房龙地理(大师经典文库)(英文版)试读:

出版说明

《房龙地理》是著名荷兰裔美国作家、历史学家房龙的代表作之一,兼具知识性、文学性和趣味性,具有很强的可读性。房龙素以语言诙谐幽默、生动活泼见长,他将枯燥的地理知识深入浅出地娓娓道来,绘声绘色,引人入胜。《房龙地理》不是一本传统意义上的地理书。它突破了常规地理书的写法,紧扣“人”的观念,站在全人类的高度讲述人类与环境之间的依存与改造,包括科学、艺术、商业、宗教和政治等活动。本书从历史的高度阐释了人与地理以及地球的关系,生动地演绎了“人文地理”这一概念,是一本阅读价值极高的人文地理学入门级读物。房龙在此书中贯穿了其惯有的行文风格,用诙谐幽默的文字化枯燥的地理知识于无形,使人在轻松愉快之际不仅领略把握了人类厚重历史发展的来龙去脉,且能在掩卷之际获得不少启发。房龙写作本书的目的,就是要让读者大众了解人文地理这门学科,正如他自己曾说过的,“我试着为普通读者和孩子们写书,以便他们学到这个世界的历史、地理和艺术。”

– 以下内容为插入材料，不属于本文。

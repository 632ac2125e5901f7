use chrono::{DateTime, Utc};
use clap::{Args, Parser, Subcommand};
use log::{info, warn};
use serde::Serialize;
use std::path::PathBuf;
use std::process::ExitCode;
use std::sync::Arc;
use thiserror::Error;

use sat_passes::abort::AbortSignal;
use sat_passes::config::{parse_duration, Config, ConfigError, PredictConfig};
use sat_passes::predict::{
    derive_catalog, format_coordinate, format_duration, format_instant, scan_catalog, Axis,
    GroundObserver, OrbitalElements, OrbitalParameters, ParameterDeriver, PassScanner,
    PredictError, SatellitePass, Sgp4Propagator, TimeWindow, TleLoader,
};

#[derive(Parser)]
#[command(name = "sat-passes")]
#[command(about = "Satellite pass prediction and orbit parameters from TLEs")]
struct Cli {
    /// YAML station/predict configuration
    #[arg(long, global = true)]
    config: Option<PathBuf>,
    #[command(subcommand)]
    command: Commands,
}

#[derive(Subcommand)]
enum Commands {
    /// Predict passes over the ground station
    Passes(PassesArgs),
    /// Derive orbital parameters for each satellite
    Params(CatalogArgs),
    /// Check a TLE file or folder
    Validate {
        #[arg(long)]
        tle: Option<PathBuf>,
    },
}

#[derive(Args)]
struct CatalogArgs {
    /// TLE file or folder (overrides predict.tle_folder)
    #[arg(long)]
    tle: Option<PathBuf>,
    /// Only these NORAD ids
    #[arg(long = "norad-id")]
    norad_ids: Vec<u64>,
    #[arg(long)]
    json: bool,
}

#[derive(Args)]
struct PassesArgs {
    #[command(flatten)]
    catalog: CatalogArgs,
    /// "lat, lng" in degrees (overrides station.coordinates)
    #[arg(long, allow_hyphen_values = true)]
    observer: Option<String>,
    #[arg(long)]
    altitude_km: Option<f64>,
    /// RFC3339 start time, defaults to now
    #[arg(long)]
    start: Option<String>,
    /// Window length, e.g. "24h"
    #[arg(long)]
    duration: Option<String>,
    /// Sample step, e.g. "30s"
    #[arg(long)]
    step: Option<String>,
    /// Shortest pass reported, e.g. "60s"
    #[arg(long)]
    min_duration: Option<String>,
}

#[derive(Debug, Error)]
enum CliError {
    #[error("{0}")]
    Config(#[from] ConfigError),
    #[error("{0}")]
    Predict(#[from] PredictError),
    #[error("JSON error: {0}")]
    Json(#[from] serde_json::Error),
    #[error("{0}")]
    Usage(String),
}

#[derive(Serialize)]
struct ParametersRow<'a> {
    name: &'a str,
    norad_id: u64,
    parameters: Option<OrbitalParameters>,
}

#[tokio::main]
async fn main() -> ExitCode {
    env_logger::Builder::from_env(env_logger::Env::default().default_filter_or("info")).init();
    let cli = Cli::parse();

    let result = match load_config(cli.config) {
        Ok(config) => match cli.command {
            Commands::Passes(args) => passes(config.as_ref(), args).await,
            Commands::Params(args) => params(config.as_ref(), args),
            Commands::Validate { tle } => validate(config.as_ref(), tle),
        },
        Err(e) => Err(e),
    };

    match result {
        Ok(()) => ExitCode::SUCCESS,
        Err(e) => {
            eprintln!("Error: {}", e);
            ExitCode::FAILURE
        }
    }
}

fn load_config(path: Option<PathBuf>) -> Result<Option<Config>, CliError> {
    path.map(|p| Config::from_file(&p))
        .transpose()
        .map_err(CliError::from)
}

fn load_catalog(config: Option<&Config>, tle: Option<PathBuf>) -> Result<TleLoader, CliError> {
    let path = tle
        .or_else(|| config.and_then(|c| c.predict.tle_folder.clone()))
        .ok_or_else(|| CliError::Usage("no TLE source: pass --tle or set predict.tle_folder".into()))?;
    let mut loader = TleLoader::new(path);
    loader.load_all()?;
    Ok(loader)
}

fn select<'a>(loader: &'a TleLoader, norad_ids: &[u64]) -> Result<Vec<&'a OrbitalElements>, CliError> {
    let selected: Vec<_> = loader
        .satellites()
        .into_iter()
        .filter(|s| norad_ids.is_empty() || norad_ids.contains(&s.norad_id))
        .collect();
    if selected.is_empty() {
        return Err(PredictError::NoSatellites.into());
    }
    Ok(selected)
}

async fn passes(config: Option<&Config>, args: PassesArgs) -> Result<(), CliError> {
    let defaults = PredictConfig::default();
    let predict = config.map(|c| &c.predict).unwrap_or(&defaults);

    let observer = match (&args.observer, config) {
        (Some(coordinates), _) => GroundObserver::from_coordinates(
            coordinates,
            Some(args.altitude_km.unwrap_or(0.0)),
        )?,
        (None, Some(config)) => match args.altitude_km {
            Some(alt) => GroundObserver::from_coordinates(&config.station.coordinates, Some(alt))?,
            None => config.observer()?,
        },
        (None, None) => {
            return Err(CliError::Usage(
                "no observer: pass --observer or set station.coordinates".into(),
            ))
        }
    };

    let start = match &args.start {
        Some(s) => DateTime::parse_from_rfc3339(s)
            .map(|dt| dt.with_timezone(&Utc))
            .map_err(|e| CliError::Usage(format!("invalid --start {:?}: {}", s, e)))?,
        None => Utc::now(),
    };
    let length = match &args.duration {
        Some(d) => parse_duration(d)?,
        None => predict.window()?,
    };
    let step = match &args.step {
        Some(s) => parse_duration(s)?,
        None => predict.step()?,
    };
    let min_duration = match &args.min_duration {
        Some(s) => parse_duration(s)?,
        None => predict.min_pass_duration()?,
    };
    let window = TimeWindow::starting_at(start, length)?;

    let loader = load_catalog(config, args.catalog.tle)?;
    let satellites: Vec<OrbitalElements> = select(&loader, &args.catalog.norad_ids)?
        .into_iter()
        .cloned()
        .collect();
    let satellite_count = satellites.len();

    let scanner = Arc::new(
        PassScanner::new(Sgp4Propagator)
            .with_step(step)?
            .with_min_duration(min_duration),
    );

    let abort = AbortSignal::new();
    {
        let abort = abort.clone();
        tokio::spawn(async move {
            if tokio::signal::ctrl_c().await.is_ok() {
                warn!("Interrupted, cancelling scan");
                abort.abort();
            }
        });
    }

    info!(
        "Scanning {} satellites from {} to {} every {} s, passes over {} s",
        satellite_count,
        format_instant(window.start()),
        format_instant(window.end()),
        scanner.step().num_seconds(),
        scanner.min_duration().num_seconds()
    );
    let passes = scan_catalog(scanner, satellites, observer, window, abort).await?;

    if args.catalog.json {
        println!("{}", serde_json::to_string_pretty(&passes)?);
    } else {
        println!("{} passes", passes.len());
        for pass in &passes {
            print_pass(pass);
        }
    }
    Ok(())
}

fn print_pass(pass: &SatellitePass) {
    println!(
        "{}  {}  {:>8}  max {:5.1}°  {} ({})",
        format_instant(pass.aos),
        format_instant(pass.los),
        format_duration(pass.duration_seconds),
        pass.max_elevation_deg,
        pass.satellite,
        pass.norad_id
    );
    println!(
        "    rise {}, {}  set {}, {}",
        format_coordinate(pass.aos_lat, Axis::Lat),
        format_coordinate(pass.aos_lng, Axis::Lng),
        format_coordinate(pass.los_lat, Axis::Lat),
        format_coordinate(pass.los_lng, Axis::Lng)
    );
}

fn params(config: Option<&Config>, args: CatalogArgs) -> Result<(), CliError> {
    let loader = load_catalog(config, args.tle)?;
    let satellites = select(&loader, &args.norad_ids)?;
    let deriver = ParameterDeriver::new(Sgp4Propagator);
    let rows = derive_catalog(&deriver, &satellites);

    if args.json {
        let rows: Vec<_> = rows
            .into_iter()
            .map(|(sat, parameters)| ParametersRow {
                name: &sat.name,
                norad_id: sat.norad_id,
                parameters,
            })
            .collect();
        println!("{}", serde_json::to_string_pretty(&rows)?);
        return Ok(());
    }

    for (sat, parameters) in rows {
        println!("{} ({})", sat.name, sat.norad_id);
        let Some(p) = parameters else {
            println!("  could not interpret elements");
            continue;
        };
        println!("  epoch            {}", format_instant(p.epoch));
        println!("  inclination      {:.4}°", p.inclination_deg);
        println!("  RAAN             {:.4}°", p.raan_deg);
        println!("  eccentricity     {:.7}", p.eccentricity);
        println!("  arg of perigee   {:.4}°", p.arg_of_perigee_deg);
        println!("  mean anomaly     {:.4}°", p.mean_anomaly_deg);
        println!("  mean motion      {:.8} rev/day", p.mean_motion_rev_per_day);
        println!("  period           {:.2} min", p.period_minutes);
        println!("  apogee           {:.1} km", p.apogee_alt_km);
        println!("  perigee          {:.1} km", p.perigee_alt_km);
        println!("  rev at epoch     {}", p.rev_number_at_epoch);
        if let (Some(lat), Some(lng), Some(alt)) = (p.epoch_lat, p.epoch_lng, p.epoch_alt_km) {
            println!(
                "  epoch position   {}, {} at {:.1} km",
                format_coordinate(lat, Axis::Lat),
                format_coordinate(lng, Axis::Lng),
                alt
            );
        }
    }
    Ok(())
}

fn validate(config: Option<&Config>, tle: Option<PathBuf>) -> Result<(), CliError> {
    let loader = load_catalog(config, tle)?;
    println!(
        "{} satellites accepted, {} records rejected",
        loader.satellites().len(),
        loader.rejected()
    );
    for sat in loader.satellites() {
        println!("  {:>6}  {}  epoch {}", sat.norad_id, sat.name, format_instant(sat.epoch()));
        println!("          {}", sat.line1);
        println!("          {}", sat.line2);
    }
    Ok(())
}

房龙作为20世纪上半叶的西方人,囿于自身和时代条件,一些观点和认识与当代现实颇有些距离和差异,因此请读者阅读时务必保持鉴别的眼光。这其中有知识上的差异,如书中称世界由五大洲构成,而目前公认世界上有七大洲;有测量数据上的差异,如珠穆朗玛峰(Mount Qomolangma)现在测定的高度为8844.43米,与当时的测量数据有一定出入;有史实性的差异,如奥匈帝国的民族构成与一般史料记载存在明显差异;有新旧地名的差异,如土耳其西部港市伊兹密尔(Izmir)在书中用的是旧称士麦那(Smyrna),波兰西南部城市布雷斯劳(Breslau)现名弗罗茨瓦夫(Wrocław);有新旧拼写系统的差异,如将Tianshan(天山)拼为Tienshan,将Kunlun(昆仑)拼为Kuen-lun;有地理区划的差异,如印度河在作者写作年代属于印度,而1947年印巴分治后印度河属于巴基斯坦。另外,由于自身立场的局限,房龙在书中的一些说法难以避免地抹上了殖民主义的色彩,如称中国人为Chinaman,称中国台湾为Formosa,称珠穆朗玛峰为Mount Everest,以及将1838年英国入侵阿富汗说成是帮助阿富汗人民推翻丧失民心的统治者。

当时的西方大众对中国普遍缺乏了解和认识,而房龙也对中国缺乏深入的了解和研究,因此他对中国长城、京杭大运河、黄河、台湾、太平天国、伪满洲国等的叙述都或多或少有不确之处。如他将台湾、西藏、新疆、伪满洲国、蒙古(内蒙古)等同国家并列。又如他在书中沿用了一些地区带有殖民色彩的名称,如亚瑟港(大连旅顺)等。再如,他对俄国十月革命及其对中国的影响的看法与我们当代主流看法颇有出入。还有他对两国之间界河、界山的名称也有些谬误之处,如中印边界范围的界定。此外作者对于八国联军侵华行为的粉饰、对于日本对外扩张原因的解释、对于美国对外侵略的理由都显示出其阶级性。这些都是作者囿于生活年代及生活背景以及参考资料的不全而做出的不确的叙述,读者了解即可。我们相信读者完全能够以正确的立场和价值观明辨是非,也能够辨识历史与当代的不同。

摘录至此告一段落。